Stored items
____

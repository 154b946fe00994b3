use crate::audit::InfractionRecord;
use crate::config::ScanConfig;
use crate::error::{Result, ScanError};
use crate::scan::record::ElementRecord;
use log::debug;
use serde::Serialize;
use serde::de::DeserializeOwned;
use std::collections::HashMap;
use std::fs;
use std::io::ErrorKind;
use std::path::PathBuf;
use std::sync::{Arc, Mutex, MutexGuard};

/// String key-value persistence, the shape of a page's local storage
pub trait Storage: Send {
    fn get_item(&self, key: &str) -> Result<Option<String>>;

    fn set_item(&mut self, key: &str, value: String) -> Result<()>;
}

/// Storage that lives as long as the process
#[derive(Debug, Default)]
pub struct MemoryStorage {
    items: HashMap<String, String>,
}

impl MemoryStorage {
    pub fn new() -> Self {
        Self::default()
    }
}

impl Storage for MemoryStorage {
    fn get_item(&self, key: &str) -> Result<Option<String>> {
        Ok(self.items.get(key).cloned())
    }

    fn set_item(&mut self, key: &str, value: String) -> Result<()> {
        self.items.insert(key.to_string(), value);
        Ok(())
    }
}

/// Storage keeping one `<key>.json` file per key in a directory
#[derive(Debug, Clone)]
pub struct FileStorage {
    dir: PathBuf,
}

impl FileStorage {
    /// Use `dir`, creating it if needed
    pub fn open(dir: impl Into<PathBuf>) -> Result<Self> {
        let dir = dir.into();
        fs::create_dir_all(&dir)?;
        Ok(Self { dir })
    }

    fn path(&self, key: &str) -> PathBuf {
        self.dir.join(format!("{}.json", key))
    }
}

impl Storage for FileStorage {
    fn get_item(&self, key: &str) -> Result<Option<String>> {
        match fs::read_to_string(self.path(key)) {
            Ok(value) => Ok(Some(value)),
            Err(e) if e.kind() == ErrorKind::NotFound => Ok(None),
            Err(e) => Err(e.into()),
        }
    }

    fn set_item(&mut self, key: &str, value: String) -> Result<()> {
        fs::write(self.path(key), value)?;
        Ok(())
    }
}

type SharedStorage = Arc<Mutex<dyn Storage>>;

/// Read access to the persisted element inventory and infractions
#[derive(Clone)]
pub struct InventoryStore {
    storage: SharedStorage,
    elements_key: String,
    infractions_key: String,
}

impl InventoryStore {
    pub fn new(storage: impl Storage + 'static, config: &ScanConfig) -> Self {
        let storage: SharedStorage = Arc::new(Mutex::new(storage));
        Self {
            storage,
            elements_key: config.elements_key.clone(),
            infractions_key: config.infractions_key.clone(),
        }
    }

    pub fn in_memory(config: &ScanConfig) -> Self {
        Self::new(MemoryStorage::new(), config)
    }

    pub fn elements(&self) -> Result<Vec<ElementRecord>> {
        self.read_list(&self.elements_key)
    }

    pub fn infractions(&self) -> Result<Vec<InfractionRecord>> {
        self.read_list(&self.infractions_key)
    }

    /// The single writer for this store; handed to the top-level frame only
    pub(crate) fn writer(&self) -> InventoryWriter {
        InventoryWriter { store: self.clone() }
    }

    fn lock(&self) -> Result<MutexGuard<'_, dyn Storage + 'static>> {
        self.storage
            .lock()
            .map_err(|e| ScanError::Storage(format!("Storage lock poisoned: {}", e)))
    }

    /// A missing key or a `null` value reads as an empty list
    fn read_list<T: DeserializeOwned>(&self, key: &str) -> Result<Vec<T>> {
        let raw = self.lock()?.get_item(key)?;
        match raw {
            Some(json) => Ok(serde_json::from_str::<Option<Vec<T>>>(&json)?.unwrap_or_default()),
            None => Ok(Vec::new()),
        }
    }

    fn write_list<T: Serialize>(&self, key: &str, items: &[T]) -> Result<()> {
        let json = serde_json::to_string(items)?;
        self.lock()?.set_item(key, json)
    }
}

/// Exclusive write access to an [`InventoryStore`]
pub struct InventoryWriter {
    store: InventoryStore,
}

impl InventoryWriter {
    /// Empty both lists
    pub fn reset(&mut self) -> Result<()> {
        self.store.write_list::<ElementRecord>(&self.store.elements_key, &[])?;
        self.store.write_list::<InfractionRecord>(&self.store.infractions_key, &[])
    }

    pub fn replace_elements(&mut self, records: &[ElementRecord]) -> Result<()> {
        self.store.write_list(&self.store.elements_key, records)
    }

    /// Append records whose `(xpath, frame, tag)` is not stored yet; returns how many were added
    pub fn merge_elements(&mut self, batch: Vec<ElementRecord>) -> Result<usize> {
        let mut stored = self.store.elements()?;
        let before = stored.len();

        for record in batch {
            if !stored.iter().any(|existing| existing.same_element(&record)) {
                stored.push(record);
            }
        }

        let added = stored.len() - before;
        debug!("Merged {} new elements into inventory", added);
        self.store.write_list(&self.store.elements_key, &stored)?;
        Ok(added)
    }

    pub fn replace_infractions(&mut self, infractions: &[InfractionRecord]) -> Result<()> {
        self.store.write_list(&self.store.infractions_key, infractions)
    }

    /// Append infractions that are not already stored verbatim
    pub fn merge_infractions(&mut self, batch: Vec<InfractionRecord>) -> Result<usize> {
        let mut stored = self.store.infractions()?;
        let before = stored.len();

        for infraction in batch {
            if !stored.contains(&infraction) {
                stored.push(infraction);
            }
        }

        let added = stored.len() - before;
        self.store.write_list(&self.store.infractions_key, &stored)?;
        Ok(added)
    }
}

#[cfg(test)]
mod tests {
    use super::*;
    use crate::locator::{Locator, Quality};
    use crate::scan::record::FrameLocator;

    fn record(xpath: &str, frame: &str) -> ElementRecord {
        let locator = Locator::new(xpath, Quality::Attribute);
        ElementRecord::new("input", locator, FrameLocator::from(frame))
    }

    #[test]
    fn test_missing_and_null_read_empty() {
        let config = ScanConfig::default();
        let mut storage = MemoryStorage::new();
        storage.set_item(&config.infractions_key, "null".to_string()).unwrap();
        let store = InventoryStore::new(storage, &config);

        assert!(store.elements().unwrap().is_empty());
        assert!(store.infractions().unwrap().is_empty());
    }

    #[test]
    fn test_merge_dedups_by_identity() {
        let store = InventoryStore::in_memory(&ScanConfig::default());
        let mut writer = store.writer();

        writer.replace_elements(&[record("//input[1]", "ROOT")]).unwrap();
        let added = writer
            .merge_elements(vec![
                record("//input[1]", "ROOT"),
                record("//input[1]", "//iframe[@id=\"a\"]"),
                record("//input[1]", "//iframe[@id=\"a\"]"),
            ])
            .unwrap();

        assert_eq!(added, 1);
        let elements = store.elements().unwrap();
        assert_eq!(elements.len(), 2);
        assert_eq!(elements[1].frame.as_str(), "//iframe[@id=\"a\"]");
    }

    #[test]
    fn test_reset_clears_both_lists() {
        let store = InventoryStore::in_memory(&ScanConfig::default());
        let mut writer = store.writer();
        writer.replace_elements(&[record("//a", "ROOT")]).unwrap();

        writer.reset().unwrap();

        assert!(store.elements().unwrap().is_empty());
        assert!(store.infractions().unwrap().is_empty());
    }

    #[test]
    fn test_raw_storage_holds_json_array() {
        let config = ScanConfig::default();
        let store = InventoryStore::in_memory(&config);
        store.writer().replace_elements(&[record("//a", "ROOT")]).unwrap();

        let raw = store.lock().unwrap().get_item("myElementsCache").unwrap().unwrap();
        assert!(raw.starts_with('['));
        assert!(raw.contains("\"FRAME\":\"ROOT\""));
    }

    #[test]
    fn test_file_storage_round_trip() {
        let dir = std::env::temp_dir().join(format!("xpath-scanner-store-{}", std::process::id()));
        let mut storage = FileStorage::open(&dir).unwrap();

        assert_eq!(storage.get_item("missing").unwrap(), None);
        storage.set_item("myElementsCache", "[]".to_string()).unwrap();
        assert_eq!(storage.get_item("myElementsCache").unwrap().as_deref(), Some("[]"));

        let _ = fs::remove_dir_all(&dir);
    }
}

____

# What the exercise asks
Each line in the data that holds the word "ErrorKind" must be copied.

# Solution to this exercise
use std::io::ErrorKind;
            Err(e) if e.kind() == ErrorKind::NotFound => Ok(None),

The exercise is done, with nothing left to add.